DESCRIPTION OF THE TASK
The answer must be one number: how many lines in the records below contain the string "EventKind".

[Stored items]
⟨
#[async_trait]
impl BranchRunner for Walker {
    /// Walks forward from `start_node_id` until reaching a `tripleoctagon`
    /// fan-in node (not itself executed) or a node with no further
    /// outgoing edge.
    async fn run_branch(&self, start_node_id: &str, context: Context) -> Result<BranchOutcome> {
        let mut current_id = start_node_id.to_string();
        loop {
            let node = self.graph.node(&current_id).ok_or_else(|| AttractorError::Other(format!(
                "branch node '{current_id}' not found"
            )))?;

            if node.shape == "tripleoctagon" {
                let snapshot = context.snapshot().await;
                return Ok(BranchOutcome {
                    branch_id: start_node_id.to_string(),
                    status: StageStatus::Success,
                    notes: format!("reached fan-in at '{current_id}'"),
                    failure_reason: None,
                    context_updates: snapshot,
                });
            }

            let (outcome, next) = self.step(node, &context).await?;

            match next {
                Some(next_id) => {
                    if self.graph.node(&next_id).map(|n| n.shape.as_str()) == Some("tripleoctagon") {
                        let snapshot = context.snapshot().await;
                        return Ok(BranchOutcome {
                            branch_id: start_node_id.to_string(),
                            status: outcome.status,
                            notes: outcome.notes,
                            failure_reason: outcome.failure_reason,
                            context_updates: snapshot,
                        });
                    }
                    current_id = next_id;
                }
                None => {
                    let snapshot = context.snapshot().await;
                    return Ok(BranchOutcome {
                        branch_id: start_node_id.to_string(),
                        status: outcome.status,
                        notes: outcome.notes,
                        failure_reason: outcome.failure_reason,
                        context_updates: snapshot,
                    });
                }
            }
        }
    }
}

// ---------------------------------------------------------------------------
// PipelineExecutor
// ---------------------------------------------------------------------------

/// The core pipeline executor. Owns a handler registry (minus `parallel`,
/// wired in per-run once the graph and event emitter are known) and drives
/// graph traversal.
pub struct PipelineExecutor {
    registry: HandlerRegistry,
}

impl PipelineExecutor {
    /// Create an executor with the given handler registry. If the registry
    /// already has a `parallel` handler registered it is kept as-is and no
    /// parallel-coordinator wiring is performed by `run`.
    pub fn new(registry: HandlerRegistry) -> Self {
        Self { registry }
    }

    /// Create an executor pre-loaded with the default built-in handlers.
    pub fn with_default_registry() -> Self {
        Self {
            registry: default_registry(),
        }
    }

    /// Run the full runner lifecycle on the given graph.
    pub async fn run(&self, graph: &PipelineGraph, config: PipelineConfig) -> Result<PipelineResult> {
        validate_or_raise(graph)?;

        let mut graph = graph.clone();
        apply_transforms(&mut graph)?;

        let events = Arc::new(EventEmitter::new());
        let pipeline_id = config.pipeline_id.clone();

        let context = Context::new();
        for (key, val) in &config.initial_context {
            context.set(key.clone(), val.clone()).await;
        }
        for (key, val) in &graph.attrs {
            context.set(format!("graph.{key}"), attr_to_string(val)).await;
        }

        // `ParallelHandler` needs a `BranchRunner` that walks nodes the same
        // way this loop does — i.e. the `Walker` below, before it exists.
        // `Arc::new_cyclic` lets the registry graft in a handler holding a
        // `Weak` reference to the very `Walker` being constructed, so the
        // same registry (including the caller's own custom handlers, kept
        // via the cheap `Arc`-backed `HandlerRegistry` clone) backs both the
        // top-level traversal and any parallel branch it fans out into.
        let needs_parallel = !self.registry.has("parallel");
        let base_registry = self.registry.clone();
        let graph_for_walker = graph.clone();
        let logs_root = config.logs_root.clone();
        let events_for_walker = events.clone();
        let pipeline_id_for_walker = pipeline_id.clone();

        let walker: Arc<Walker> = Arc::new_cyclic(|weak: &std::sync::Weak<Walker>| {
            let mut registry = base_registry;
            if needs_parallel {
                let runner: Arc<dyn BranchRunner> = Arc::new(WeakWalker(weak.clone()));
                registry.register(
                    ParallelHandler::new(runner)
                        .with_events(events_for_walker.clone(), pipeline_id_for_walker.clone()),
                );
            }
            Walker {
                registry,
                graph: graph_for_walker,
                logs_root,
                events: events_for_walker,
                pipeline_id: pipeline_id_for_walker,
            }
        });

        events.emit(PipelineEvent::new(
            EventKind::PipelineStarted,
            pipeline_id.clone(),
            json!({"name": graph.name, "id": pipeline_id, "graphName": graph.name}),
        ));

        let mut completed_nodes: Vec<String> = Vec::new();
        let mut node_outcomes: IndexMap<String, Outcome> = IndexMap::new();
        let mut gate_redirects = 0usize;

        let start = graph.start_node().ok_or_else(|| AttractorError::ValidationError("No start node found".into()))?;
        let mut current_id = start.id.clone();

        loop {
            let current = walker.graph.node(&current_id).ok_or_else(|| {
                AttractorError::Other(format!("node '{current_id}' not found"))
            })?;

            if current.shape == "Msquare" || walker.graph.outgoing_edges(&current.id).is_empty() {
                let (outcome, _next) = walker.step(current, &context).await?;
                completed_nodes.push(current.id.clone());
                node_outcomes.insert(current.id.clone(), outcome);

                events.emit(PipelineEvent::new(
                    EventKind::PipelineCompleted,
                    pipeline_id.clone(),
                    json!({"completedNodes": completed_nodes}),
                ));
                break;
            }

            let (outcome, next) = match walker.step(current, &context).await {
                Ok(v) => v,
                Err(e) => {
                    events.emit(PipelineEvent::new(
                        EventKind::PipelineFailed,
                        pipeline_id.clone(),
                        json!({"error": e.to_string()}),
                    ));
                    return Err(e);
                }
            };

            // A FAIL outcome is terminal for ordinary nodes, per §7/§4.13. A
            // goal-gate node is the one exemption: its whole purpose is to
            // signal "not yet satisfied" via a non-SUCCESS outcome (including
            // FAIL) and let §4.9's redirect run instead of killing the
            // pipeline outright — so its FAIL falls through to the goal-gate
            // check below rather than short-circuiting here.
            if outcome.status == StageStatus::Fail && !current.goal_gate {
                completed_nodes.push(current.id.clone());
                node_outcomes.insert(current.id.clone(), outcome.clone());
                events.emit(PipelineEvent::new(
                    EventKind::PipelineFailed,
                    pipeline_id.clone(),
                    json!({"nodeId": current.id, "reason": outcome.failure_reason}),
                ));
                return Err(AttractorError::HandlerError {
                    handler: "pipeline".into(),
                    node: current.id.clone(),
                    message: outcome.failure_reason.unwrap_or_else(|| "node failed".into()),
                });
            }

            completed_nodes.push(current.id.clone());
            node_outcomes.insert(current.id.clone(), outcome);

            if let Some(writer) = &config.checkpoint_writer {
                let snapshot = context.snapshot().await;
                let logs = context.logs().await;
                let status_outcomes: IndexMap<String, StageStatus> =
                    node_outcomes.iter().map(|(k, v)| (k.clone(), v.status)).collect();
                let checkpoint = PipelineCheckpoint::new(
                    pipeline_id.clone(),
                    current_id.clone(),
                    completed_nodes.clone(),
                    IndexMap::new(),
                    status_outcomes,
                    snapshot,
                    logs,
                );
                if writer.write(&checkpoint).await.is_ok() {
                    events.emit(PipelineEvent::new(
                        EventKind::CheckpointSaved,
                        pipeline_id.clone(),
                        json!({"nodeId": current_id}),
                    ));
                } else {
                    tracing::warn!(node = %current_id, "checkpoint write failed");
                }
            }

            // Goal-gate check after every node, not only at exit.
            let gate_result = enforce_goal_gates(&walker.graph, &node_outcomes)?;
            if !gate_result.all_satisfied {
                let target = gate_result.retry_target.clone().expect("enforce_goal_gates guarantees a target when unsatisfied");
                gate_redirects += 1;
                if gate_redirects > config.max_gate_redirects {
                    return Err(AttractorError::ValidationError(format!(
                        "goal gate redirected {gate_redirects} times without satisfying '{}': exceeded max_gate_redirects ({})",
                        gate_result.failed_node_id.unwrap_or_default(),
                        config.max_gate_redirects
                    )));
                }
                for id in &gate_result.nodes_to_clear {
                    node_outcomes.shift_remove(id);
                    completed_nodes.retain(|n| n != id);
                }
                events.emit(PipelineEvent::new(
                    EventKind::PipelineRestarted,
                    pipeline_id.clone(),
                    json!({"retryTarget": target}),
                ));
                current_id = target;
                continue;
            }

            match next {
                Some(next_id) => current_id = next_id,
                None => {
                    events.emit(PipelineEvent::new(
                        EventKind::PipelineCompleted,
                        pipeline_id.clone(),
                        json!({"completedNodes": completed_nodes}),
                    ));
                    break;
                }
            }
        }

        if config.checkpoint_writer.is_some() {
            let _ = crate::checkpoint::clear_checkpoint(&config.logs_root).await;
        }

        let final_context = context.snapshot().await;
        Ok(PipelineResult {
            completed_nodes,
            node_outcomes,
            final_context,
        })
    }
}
⟩
SOLUTION TO THE PROBLEM
7